Stored entries
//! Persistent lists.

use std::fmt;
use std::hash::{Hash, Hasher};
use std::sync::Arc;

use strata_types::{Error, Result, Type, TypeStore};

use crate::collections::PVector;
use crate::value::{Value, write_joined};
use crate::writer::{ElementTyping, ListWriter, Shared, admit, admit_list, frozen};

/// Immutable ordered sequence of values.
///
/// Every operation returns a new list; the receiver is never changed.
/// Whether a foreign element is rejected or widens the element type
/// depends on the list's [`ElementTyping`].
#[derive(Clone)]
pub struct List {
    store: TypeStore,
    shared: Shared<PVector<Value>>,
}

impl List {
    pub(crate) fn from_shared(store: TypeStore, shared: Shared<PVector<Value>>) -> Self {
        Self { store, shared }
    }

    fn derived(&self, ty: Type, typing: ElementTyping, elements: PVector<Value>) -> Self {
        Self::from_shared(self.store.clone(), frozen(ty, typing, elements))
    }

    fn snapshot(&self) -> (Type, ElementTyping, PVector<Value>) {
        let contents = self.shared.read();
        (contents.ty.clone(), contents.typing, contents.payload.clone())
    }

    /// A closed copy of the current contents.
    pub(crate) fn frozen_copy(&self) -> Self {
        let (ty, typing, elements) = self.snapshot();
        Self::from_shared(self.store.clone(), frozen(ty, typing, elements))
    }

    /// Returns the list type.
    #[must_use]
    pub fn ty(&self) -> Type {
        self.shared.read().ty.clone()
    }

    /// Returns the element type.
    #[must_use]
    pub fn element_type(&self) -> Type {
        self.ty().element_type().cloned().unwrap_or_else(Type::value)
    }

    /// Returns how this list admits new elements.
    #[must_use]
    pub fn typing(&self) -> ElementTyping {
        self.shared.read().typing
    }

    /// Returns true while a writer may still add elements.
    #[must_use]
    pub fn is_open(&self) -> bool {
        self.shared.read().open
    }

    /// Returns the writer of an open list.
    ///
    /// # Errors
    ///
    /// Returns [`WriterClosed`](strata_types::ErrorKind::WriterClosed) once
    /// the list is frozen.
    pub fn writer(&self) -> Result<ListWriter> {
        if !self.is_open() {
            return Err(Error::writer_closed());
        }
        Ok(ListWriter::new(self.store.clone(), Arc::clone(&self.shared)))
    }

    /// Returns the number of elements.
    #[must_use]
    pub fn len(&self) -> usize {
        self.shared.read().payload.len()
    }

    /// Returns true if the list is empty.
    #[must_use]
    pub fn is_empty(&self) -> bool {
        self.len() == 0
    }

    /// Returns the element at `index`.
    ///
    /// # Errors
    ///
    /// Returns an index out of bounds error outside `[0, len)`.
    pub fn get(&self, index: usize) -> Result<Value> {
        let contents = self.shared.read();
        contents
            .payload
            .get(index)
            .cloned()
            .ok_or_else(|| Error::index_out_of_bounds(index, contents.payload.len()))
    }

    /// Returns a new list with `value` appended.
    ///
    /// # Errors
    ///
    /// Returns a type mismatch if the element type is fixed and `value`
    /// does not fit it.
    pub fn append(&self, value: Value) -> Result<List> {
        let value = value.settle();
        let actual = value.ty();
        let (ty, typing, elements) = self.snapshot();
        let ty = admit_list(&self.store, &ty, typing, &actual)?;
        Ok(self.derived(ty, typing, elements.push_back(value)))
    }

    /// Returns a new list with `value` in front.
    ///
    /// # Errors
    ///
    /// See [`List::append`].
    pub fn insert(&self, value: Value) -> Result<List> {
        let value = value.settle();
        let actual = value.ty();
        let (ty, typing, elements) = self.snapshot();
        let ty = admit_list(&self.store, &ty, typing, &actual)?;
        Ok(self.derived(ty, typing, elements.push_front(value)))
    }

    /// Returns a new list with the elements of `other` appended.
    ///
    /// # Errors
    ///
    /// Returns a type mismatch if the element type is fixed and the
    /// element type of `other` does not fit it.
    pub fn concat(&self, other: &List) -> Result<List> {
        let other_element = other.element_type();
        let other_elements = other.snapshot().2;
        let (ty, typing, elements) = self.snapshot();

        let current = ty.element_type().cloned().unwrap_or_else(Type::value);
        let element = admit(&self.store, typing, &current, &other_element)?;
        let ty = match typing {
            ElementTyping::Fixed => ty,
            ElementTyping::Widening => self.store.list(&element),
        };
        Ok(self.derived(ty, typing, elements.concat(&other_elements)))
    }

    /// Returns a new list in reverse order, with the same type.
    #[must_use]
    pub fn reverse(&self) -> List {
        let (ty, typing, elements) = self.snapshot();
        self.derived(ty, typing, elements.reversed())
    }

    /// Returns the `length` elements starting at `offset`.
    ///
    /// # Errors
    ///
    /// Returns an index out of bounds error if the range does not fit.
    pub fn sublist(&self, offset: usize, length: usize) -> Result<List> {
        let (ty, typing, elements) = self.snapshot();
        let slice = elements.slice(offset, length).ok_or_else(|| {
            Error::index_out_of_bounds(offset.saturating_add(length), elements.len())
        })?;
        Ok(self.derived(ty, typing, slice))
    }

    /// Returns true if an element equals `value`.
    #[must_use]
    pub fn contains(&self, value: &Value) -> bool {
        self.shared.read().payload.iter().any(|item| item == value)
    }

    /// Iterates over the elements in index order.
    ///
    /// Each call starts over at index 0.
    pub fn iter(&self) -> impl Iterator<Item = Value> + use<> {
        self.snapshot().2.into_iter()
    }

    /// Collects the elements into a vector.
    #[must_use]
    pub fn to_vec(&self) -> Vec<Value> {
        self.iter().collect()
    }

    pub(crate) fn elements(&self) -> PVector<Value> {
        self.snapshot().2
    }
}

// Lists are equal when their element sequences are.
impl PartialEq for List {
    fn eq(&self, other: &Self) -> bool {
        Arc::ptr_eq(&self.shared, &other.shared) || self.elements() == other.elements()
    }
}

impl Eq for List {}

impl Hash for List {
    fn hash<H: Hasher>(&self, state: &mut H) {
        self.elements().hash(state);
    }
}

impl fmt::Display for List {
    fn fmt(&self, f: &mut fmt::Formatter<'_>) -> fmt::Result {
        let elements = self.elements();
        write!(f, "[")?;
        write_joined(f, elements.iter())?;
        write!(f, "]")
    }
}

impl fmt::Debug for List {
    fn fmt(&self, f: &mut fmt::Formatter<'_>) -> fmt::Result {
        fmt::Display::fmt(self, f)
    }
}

---

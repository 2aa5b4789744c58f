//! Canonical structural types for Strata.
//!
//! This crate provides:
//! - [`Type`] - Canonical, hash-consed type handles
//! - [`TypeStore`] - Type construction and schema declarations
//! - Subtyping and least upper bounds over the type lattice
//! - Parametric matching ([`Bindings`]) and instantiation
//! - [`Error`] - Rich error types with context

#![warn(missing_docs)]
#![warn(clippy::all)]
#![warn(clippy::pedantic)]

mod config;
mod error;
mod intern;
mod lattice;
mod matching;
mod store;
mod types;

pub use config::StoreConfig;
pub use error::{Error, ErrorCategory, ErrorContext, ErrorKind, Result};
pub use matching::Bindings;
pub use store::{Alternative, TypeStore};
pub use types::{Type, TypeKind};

PROBLEM DETAILS
Give back, exactly as written, the stretch from the line with "TypeStore, shared: Shared<PVector<Value>>)" through the line with "ElementTyping, elements: PVector<Value>)", and no other lines from the records above.

ANSWER FOR THIS EXERCISE
    pub(crate) fn from_shared(store: TypeStore, shared: Shared<PVector<Value>>) -> Self {
        Self { store, shared }
    }

    fn derived(&self, ty: Type, typing: ElementTyping, elements: PVector<Value>) -> Self {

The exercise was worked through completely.